● Exercise aim
Please repeat exactly the lines below from the one containing "pub(crate) fn begin_drag_session(&mut" down to the one containing "ElementId, target: ElementId) ->", both included, and nothing else.

● Record excerpts
------------------------------------
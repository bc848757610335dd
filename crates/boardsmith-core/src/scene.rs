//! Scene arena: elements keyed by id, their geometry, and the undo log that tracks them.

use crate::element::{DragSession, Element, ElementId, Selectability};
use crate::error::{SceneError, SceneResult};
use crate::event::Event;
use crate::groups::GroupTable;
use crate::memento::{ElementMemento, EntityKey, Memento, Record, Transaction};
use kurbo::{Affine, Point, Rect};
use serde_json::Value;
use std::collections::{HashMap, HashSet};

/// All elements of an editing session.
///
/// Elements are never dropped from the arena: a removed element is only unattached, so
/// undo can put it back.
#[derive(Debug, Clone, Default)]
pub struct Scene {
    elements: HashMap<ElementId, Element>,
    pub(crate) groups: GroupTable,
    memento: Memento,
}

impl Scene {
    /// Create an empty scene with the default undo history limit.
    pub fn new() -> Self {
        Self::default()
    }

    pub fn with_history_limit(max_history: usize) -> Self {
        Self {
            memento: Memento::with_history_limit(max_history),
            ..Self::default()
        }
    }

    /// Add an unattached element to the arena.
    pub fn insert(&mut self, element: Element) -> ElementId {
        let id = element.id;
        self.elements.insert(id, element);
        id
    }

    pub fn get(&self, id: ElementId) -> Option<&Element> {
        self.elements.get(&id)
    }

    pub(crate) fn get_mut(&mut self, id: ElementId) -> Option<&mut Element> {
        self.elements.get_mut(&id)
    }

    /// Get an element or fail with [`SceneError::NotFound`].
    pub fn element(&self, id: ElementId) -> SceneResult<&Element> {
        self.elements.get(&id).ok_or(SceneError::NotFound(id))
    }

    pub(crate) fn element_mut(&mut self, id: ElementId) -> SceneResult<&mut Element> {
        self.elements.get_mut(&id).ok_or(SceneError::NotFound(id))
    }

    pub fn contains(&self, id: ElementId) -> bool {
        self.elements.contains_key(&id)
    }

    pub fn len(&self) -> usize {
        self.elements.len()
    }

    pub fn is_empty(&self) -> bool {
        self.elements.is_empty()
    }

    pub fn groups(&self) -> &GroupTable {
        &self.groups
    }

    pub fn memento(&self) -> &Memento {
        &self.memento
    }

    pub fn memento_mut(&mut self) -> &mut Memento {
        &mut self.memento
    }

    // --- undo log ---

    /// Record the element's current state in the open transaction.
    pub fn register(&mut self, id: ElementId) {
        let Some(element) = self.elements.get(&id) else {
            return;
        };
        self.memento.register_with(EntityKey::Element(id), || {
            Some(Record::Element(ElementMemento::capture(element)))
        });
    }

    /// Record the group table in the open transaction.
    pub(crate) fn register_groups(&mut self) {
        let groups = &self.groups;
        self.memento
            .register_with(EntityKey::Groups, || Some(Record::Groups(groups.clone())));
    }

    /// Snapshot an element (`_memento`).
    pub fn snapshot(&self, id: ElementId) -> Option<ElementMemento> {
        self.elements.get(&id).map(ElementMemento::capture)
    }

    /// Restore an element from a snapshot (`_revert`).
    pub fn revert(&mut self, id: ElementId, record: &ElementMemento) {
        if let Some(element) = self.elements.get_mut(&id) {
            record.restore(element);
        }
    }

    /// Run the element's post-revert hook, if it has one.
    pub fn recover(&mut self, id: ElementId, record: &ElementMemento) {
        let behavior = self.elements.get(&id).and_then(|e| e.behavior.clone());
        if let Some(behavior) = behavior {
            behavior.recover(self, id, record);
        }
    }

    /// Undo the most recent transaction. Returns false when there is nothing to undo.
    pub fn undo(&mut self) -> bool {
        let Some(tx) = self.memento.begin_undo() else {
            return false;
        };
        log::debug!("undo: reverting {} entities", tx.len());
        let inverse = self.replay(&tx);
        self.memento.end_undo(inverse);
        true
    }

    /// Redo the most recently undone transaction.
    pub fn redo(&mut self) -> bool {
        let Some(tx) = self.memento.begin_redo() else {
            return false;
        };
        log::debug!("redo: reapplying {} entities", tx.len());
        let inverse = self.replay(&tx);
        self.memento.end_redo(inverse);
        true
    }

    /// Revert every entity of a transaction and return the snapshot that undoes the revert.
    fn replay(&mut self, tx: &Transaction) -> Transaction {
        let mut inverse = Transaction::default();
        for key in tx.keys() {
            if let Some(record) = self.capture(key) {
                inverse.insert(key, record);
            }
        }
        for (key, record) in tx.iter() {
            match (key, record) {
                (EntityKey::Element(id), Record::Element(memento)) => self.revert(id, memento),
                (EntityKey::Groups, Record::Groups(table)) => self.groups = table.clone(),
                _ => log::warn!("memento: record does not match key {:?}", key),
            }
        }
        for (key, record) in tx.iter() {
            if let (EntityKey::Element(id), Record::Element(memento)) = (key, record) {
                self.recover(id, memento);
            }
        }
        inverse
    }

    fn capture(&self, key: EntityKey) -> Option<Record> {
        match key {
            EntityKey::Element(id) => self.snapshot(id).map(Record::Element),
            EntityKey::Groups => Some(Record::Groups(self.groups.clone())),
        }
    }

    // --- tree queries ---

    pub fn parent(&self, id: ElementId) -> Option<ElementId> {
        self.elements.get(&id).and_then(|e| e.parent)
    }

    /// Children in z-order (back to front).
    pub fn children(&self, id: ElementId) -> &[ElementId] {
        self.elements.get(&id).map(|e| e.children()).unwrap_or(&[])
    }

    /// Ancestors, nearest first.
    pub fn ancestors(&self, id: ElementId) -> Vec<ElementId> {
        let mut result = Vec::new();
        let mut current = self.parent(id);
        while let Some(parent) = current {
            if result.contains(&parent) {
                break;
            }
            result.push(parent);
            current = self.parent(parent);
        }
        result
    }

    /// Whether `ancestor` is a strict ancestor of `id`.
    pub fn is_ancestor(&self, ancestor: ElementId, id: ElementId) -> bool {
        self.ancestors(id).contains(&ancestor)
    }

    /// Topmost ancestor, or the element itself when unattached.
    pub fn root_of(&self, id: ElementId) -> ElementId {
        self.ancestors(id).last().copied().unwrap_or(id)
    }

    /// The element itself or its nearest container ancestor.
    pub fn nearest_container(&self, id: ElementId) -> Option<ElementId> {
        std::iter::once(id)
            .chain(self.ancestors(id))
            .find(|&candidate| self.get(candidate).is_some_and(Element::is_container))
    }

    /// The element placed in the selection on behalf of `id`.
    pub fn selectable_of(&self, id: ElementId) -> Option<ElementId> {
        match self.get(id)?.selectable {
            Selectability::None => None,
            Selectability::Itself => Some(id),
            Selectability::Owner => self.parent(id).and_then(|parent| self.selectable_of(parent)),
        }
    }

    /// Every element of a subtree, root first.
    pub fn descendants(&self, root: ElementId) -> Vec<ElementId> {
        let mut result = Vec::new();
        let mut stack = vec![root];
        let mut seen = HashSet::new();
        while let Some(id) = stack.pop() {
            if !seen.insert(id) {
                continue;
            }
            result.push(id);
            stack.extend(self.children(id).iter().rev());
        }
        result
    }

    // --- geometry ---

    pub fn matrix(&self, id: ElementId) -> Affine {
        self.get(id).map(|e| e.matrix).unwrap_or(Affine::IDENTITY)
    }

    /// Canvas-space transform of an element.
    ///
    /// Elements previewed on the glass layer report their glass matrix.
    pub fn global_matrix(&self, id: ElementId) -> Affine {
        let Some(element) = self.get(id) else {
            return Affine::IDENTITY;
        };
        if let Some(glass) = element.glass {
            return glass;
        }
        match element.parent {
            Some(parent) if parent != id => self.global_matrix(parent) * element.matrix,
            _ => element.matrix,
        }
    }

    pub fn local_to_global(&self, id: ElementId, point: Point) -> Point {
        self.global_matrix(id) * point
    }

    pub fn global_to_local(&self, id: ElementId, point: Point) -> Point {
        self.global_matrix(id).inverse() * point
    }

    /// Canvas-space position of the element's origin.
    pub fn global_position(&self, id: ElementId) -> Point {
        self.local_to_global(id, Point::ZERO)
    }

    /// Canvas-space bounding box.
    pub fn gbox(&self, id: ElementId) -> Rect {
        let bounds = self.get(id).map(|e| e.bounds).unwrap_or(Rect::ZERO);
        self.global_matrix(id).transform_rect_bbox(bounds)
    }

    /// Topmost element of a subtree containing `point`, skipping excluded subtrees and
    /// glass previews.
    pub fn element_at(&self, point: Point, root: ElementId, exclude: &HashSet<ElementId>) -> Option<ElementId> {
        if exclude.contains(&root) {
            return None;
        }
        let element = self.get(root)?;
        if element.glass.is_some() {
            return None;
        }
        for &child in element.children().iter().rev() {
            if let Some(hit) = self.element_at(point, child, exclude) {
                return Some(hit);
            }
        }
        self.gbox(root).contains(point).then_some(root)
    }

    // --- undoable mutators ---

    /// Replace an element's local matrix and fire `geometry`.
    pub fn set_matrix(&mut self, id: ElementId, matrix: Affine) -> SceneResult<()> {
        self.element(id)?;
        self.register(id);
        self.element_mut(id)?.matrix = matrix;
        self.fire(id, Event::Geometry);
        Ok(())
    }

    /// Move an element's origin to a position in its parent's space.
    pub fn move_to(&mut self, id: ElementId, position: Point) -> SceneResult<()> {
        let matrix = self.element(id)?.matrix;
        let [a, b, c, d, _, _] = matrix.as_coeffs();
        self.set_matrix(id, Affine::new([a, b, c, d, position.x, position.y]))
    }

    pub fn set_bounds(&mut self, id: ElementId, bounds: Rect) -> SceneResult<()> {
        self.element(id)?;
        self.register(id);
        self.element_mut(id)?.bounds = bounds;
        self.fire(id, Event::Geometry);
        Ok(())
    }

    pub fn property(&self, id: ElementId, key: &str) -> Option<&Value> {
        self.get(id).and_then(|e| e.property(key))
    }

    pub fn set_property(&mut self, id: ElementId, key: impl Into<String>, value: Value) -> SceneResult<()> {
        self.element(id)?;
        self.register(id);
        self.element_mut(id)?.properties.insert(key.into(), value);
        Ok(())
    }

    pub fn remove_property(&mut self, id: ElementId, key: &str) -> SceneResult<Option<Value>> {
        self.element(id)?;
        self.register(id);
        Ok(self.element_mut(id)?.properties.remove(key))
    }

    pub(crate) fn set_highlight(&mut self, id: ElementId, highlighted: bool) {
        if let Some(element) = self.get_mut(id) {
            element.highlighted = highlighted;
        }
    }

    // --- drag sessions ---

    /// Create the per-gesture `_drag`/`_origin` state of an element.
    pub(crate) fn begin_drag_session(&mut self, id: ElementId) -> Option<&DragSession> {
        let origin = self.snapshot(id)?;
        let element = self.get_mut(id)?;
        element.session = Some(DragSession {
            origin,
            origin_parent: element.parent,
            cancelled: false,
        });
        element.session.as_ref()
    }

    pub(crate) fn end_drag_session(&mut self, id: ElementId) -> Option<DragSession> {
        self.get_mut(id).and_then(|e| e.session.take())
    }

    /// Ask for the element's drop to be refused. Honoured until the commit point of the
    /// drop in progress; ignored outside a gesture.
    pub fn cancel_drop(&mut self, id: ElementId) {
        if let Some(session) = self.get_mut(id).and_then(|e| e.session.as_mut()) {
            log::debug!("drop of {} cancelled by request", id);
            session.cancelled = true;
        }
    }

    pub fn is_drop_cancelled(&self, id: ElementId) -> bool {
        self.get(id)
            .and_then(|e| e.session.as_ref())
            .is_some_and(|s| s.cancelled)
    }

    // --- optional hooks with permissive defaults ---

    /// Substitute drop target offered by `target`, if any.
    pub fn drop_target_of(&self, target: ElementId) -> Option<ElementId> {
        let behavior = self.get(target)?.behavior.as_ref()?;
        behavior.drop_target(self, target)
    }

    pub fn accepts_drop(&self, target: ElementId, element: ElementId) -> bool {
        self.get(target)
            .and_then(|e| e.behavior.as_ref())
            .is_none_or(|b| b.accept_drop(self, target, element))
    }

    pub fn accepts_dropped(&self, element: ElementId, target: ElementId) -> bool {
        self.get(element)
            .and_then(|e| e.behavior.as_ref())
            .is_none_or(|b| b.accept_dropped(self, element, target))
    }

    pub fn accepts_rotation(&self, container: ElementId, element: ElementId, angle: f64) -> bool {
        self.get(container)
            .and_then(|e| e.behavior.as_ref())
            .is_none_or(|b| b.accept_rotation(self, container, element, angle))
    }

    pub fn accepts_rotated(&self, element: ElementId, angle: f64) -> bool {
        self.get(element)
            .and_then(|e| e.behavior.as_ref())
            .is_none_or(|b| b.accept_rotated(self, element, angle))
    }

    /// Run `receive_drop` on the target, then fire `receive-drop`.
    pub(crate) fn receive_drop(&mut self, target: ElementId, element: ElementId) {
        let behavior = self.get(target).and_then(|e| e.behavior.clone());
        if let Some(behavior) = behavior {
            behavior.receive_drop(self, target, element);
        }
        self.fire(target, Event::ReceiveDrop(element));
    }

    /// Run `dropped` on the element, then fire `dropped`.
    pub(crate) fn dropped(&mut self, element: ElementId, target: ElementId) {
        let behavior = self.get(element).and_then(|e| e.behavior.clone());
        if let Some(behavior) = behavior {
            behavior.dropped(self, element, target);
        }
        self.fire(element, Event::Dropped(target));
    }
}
------------------------------------
● Answer area
    pub(crate) fn begin_drag_session(&mut self, id: ElementId) -> Option<&DragSession> {
        let origin = self.snapshot(id)?;
        let element = self.get_mut(id)?;
        element.session = Some(DragSession {
            origin,
            origin_parent: element.parent,
            cancelled: false,
        });
        element.session.as_ref()
    }

    pub(crate) fn end_drag_session(&mut self, id: ElementId) -> Option<DragSession> {
        self.get_mut(id).and_then(|e| e.session.take())
    }

    /// Ask for the element's drop to be refused. Honoured until the commit point of the
    /// drop in progress; ignored outside a gesture.
    pub fn cancel_drop(&mut self, id: ElementId) {
        if let Some(session) = self.get_mut(id).and_then(|e| e.session.as_mut()) {
            log::debug!("drop of {} cancelled by request", id);
            session.cancelled = true;
        }
    }

    pub fn is_drop_cancelled(&self, id: ElementId) -> bool {
        self.get(id)
            .and_then(|e| e.session.as_ref())
            .is_some_and(|s| s.cancelled)
    }

    // --- optional hooks with permissive defaults ---

    /// Substitute drop target offered by `target`, if any.
    pub fn drop_target_of(&self, target: ElementId) -> Option<ElementId> {
        let behavior = self.get(target)?.behavior.as_ref()?;
        behavior.drop_target(self, target)
    }

    pub fn accepts_drop(&self, target: ElementId, element: ElementId) -> bool {
        self.get(target)
            .and_then(|e| e.behavior.as_ref())
            .is_none_or(|b| b.accept_drop(self, target, element))
    }

    pub fn accepts_dropped(&self, element: ElementId, target: ElementId) -> bool {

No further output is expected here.